Bobi Wine: The People’s President, directed by Moses Bwayo and Christopher Sharp, meanwhile, revolves around the titular music star who became a leading opposition political figure in his native Uganda.

“The documentary really follows Bobi’s journey and transformation into a kind of a folk hero,” Bernstein explained. “It’s not dissimilar from President Zelenskyy’s story… who was an actor turned politician.”

Saying No To Algorithms

As those films await release, National Geographic fields several docs in the Emmy race, including The Territory and Retrograde, both of which made the Oscar shortlist. For Retrograde, filmmaker Matthew Heineman embedded with U.S. Green Berets fighting in Afghanistan. When the Biden administration announced it was ending U.S. military involvement in the country, Heineman saw the premise of his film unravel. Monroe and Bernstein said they didn’t blanch when Heineman pivoted to focus on an Afghan Army general who tried to hold back the surging Taliban.

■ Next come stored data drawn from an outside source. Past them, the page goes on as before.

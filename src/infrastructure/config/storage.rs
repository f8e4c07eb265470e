//! Locating, creating and reading `config.toml`.

use std::fs;
use std::io::Write;
use std::path::{Path, PathBuf};

use directories::ProjectDirs;
use thiserror::Error;
use tracing::{debug, info, warn};

use super::app_config::{APP_NAME, APP_ORGANIZATION, APP_QUALIFIER, AppConfig};

const CONFIG_FILE_NAME: &str = "config.toml";

const CONFIG_HEADER: &str = "\
# billed configuration
#
# api_url      bill store base URL (overridden by --api-url or BILLED_API_URL)
# log_level    trace | debug | info | warn | error
# log_path     log file; logs go to stderr when unset
# storage_path session file; defaults to the platform data directory
#
# [preview]
# modal_width  receipt preview overlay width in pixels

";

/// Configuration file errors.
#[derive(Debug, Error)]
pub enum ConfigError {
    /// The platform has no configuration directory for this user.
    #[error("failed to determine config directory")]
    ConfigDirNotFound,

    /// Reading or writing a configuration path failed.
    #[error("failed to access {path}: {source}")]
    Io {
        /// Path being accessed.
        path: PathBuf,
        /// Underlying error.
        #[source]
        source: std::io::Error,
    },

    /// The default configuration could not be rendered.
    #[error("failed to render default config: {0}")]
    Render(#[from] toml::ser::Error),
}

impl ConfigError {
    fn io(path: &Path, source: std::io::Error) -> Self {
        Self::Io {
            path: path.to_path_buf(),
            source,
        }
    }
}

/// Owns the directory holding `config.toml`.
pub struct StorageManager {
    config_dir: PathBuf,
}

impl StorageManager {
    /// Uses the platform configuration directory for `billed`.
    ///
    /// # Errors
    /// Returns `ConfigDirNotFound` when the platform has none.
    pub fn new() -> Result<Self, ConfigError> {
        ProjectDirs::from(APP_QUALIFIER, APP_ORGANIZATION, APP_NAME)
            .map(|dirs| Self::with_dir(dirs.config_dir().to_path_buf()))
            .ok_or(ConfigError::ConfigDirNotFound)
    }

    /// Uses `config_dir` instead of the platform directory.
    #[must_use]
    pub const fn with_dir(config_dir: PathBuf) -> Self {
        Self { config_dir }
    }

    /// Returns the configuration directory.
    #[must_use]
    pub fn config_dir(&self) -> &Path {
        &self.config_dir
    }

    /// Returns the file that [`load_config`](Self::load_config) reads.
    #[must_use]
    pub fn config_path(&self, path_override: Option<&Path>) -> PathBuf {
        path_override.map_or_else(|| self.config_dir.join(CONFIG_FILE_NAME), Path::to_path_buf)
    }

    /// Reads the configuration.
    ///
    /// A missing file is created with documented defaults. Missing keys take
    /// their defaults; an unparsable file is left untouched and ignored.
    ///
    /// # Errors
    /// Returns error if the file cannot be read, or the default file cannot be
    /// written.
    pub fn load_config(&self, path_override: Option<&Path>) -> Result<AppConfig, ConfigError> {
        let path = self.config_path(path_override);

        if !path.exists() {
            info!(path = %path.display(), "No config file, writing defaults");
            let config = AppConfig::default();
            Self::write_default(&path, &config)?;
            return Ok(config);
        }

        let content = fs::read_to_string(&path).map_err(|e| ConfigError::io(&path, e))?;
        match toml::from_str::<AppConfig>(&content) {
            Ok(config) => {
                debug!(path = %path.display(), api_url = %config.api_url, "Config loaded");
                Ok(config)
            }
            Err(e) => {
                warn!(path = %path.display(), error = %e, "Config file is invalid, using defaults");
                Ok(AppConfig::default())
            }
        }
    }

    fn write_default(path: &Path, config: &AppConfig) -> Result<(), ConfigError> {
        let content = format!("{CONFIG_HEADER}{}", toml::to_string_pretty(config)?);

        let parent = path
            .parent()
            .filter(|p| !p.as_os_str().is_empty())
            .unwrap_or_else(|| Path::new("."));
        fs::create_dir_all(parent).map_err(|e| ConfigError::io(parent, e))?;

        let mut file =
            tempfile::NamedTempFile::new_in(parent).map_err(|e| ConfigError::io(parent, e))?;
        file.write_all(content.as_bytes())
            .map_err(|e| ConfigError::io(path, e))?;
        file.persist(path).map_err(|e| ConfigError::io(path, e.error))?;

        Ok(())
    }
}

#[cfg(test)]
mod tests {
    use super::*;
    use tempfile::tempdir;

    #[test]
    fn test_missing_file_is_written_with_documented_defaults() {
        let dir = tempdir().unwrap();
        let manager = StorageManager::with_dir(dir.path().join("billed"));

        let config = manager.load_config(None).unwrap();
        assert_eq!(config.api_url, "http://localhost:5678");
        assert_eq!(config.preview.modal_width, 800);

        let written = fs::read_to_string(manager.config_path(None)).unwrap();
        assert!(written.starts_with("# billed configuration"));
        assert!(written.contains("api_url = \"http://localhost:5678\""));
        assert!(written.contains("modal_width = 800"));

        let reread = manager.load_config(None).unwrap();
        assert_eq!(reread.preview.modal_width, 800);
    }

    #[test]
    fn test_partial_file_keeps_defaults_for_missing_keys() {
        let dir = tempdir().unwrap();
        let manager = StorageManager::with_dir(dir.path().to_path_buf());
        fs::write(
            manager.config_path(None),
            "log_level = \"debug\"\n\n[preview]\nmodal_width = 1024\n",
        )
        .unwrap();

        let config = manager.load_config(None).unwrap();

        assert_eq!(config.log_level.to_string(), "debug");
        assert_eq!(config.preview.modal_width, 1024);
        assert_eq!(config.api_url, "http://localhost:5678");
        assert_eq!(config.storage_path, None);
    }

    #[test]
    fn test_invalid_file_is_ignored_and_left_untouched() {
        let dir = tempdir().unwrap();
        let manager = StorageManager::with_dir(dir.path().to_path_buf());
        let path = manager.config_path(None);
        fs::write(&path, "[preview]\nmodal_width = \"wide\"\n").unwrap();

        let config = manager.load_config(None).unwrap();

        assert_eq!(config.preview.modal_width, 800);
        assert_eq!(
            fs::read_to_string(&path).unwrap(),
            "[preview]\nmodal_width = \"wide\"\n"
        );
    }

    #[test]
    fn test_override_path_is_created_in_missing_directory() {
        let dir = tempdir().unwrap();
        let manager = StorageManager::with_dir(dir.path().join("unused"));
        let custom = dir.path().join("profiles").join("staging.toml");

        manager.load_config(Some(&custom)).unwrap();

        assert!(custom.exists());
        assert!(!manager.config_dir().exists());
    }

    #[test]
    fn test_unreadable_config_reports_path() {
        let dir = tempdir().unwrap();
        let manager = StorageManager::with_dir(dir.path().to_path_buf());
        fs::create_dir(manager.config_path(None)).unwrap();

        let error = manager.load_config(None).unwrap_err();

        assert!(matches!(&error, ConfigError::Io { path, .. } if path.ends_with(CONFIG_FILE_NAME)));
    }
}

“We have to trust our filmmakers’ instincts,” Bernstein said. “We are there to support them, to remove obstacles, to gently course correct, occasionally, but for the most part, we’re really there to help them achieve the full flower of their vision, whatever that is. Once we commit to being in business with them, we’re fully committed from a creative perspective, and financially and otherwise.”

Some documentary filmmakers have privately told Deadline they increasingly get notes from streaming entities that push them to edit their films according to what algorithms suggest audiences want. Not so with NatGeo, the execs insist.

“We don’t make films unless we have a mind meld, truly, with the filmmaker and we aren’t completely madly in love with that film and with that filmmaker’s vision,” Monroe said. “And never once has the word ‘the algorithm’ come out of our mouths, never once.”